* **Problem requirements**: Take the line containing "operator.extend(scanned[i..i + digits].iter().map(|d|" and every line after it in the data below, and print them exactly as given, with nothing else.

* **Records**:
>>>>

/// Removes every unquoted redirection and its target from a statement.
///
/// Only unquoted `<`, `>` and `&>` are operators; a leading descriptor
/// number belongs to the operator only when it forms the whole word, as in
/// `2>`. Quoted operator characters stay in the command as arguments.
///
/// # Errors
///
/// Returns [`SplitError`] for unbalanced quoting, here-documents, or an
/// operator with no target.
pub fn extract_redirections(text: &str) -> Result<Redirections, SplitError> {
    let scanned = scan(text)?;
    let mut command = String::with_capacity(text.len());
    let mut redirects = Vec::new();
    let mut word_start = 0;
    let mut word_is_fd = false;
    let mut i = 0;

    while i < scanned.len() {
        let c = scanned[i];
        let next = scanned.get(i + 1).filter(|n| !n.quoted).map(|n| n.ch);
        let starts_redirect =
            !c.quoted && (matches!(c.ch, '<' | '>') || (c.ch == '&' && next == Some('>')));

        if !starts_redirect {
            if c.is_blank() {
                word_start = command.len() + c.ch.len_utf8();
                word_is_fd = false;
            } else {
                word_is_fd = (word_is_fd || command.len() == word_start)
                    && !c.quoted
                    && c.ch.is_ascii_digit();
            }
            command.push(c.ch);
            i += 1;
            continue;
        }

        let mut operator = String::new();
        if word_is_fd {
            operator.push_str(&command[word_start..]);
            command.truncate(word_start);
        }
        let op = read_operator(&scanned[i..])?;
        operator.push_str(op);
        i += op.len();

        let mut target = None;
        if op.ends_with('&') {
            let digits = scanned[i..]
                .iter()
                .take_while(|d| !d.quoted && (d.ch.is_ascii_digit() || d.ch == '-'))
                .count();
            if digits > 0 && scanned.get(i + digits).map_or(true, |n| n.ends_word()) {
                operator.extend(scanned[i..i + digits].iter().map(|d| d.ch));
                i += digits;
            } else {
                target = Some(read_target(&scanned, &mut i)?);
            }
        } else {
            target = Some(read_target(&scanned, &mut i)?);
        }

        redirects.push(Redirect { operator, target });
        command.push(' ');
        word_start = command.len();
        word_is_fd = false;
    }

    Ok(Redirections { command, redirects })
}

<<<<

* **Result below**:
                operator.extend(scanned[i..i + digits].iter().map(|d| d.ch));
                i += digits;
            } else {
                target = Some(read_target(&scanned, &mut i)?);
            }
        } else {
            target = Some(read_target(&scanned, &mut i)?);
        }

        redirects.push(Redirect { operator, target });
        command.push(' ');
        word_start = command.len();
        word_is_fd = false;
    }

    Ok(Redirections { command, redirects })
}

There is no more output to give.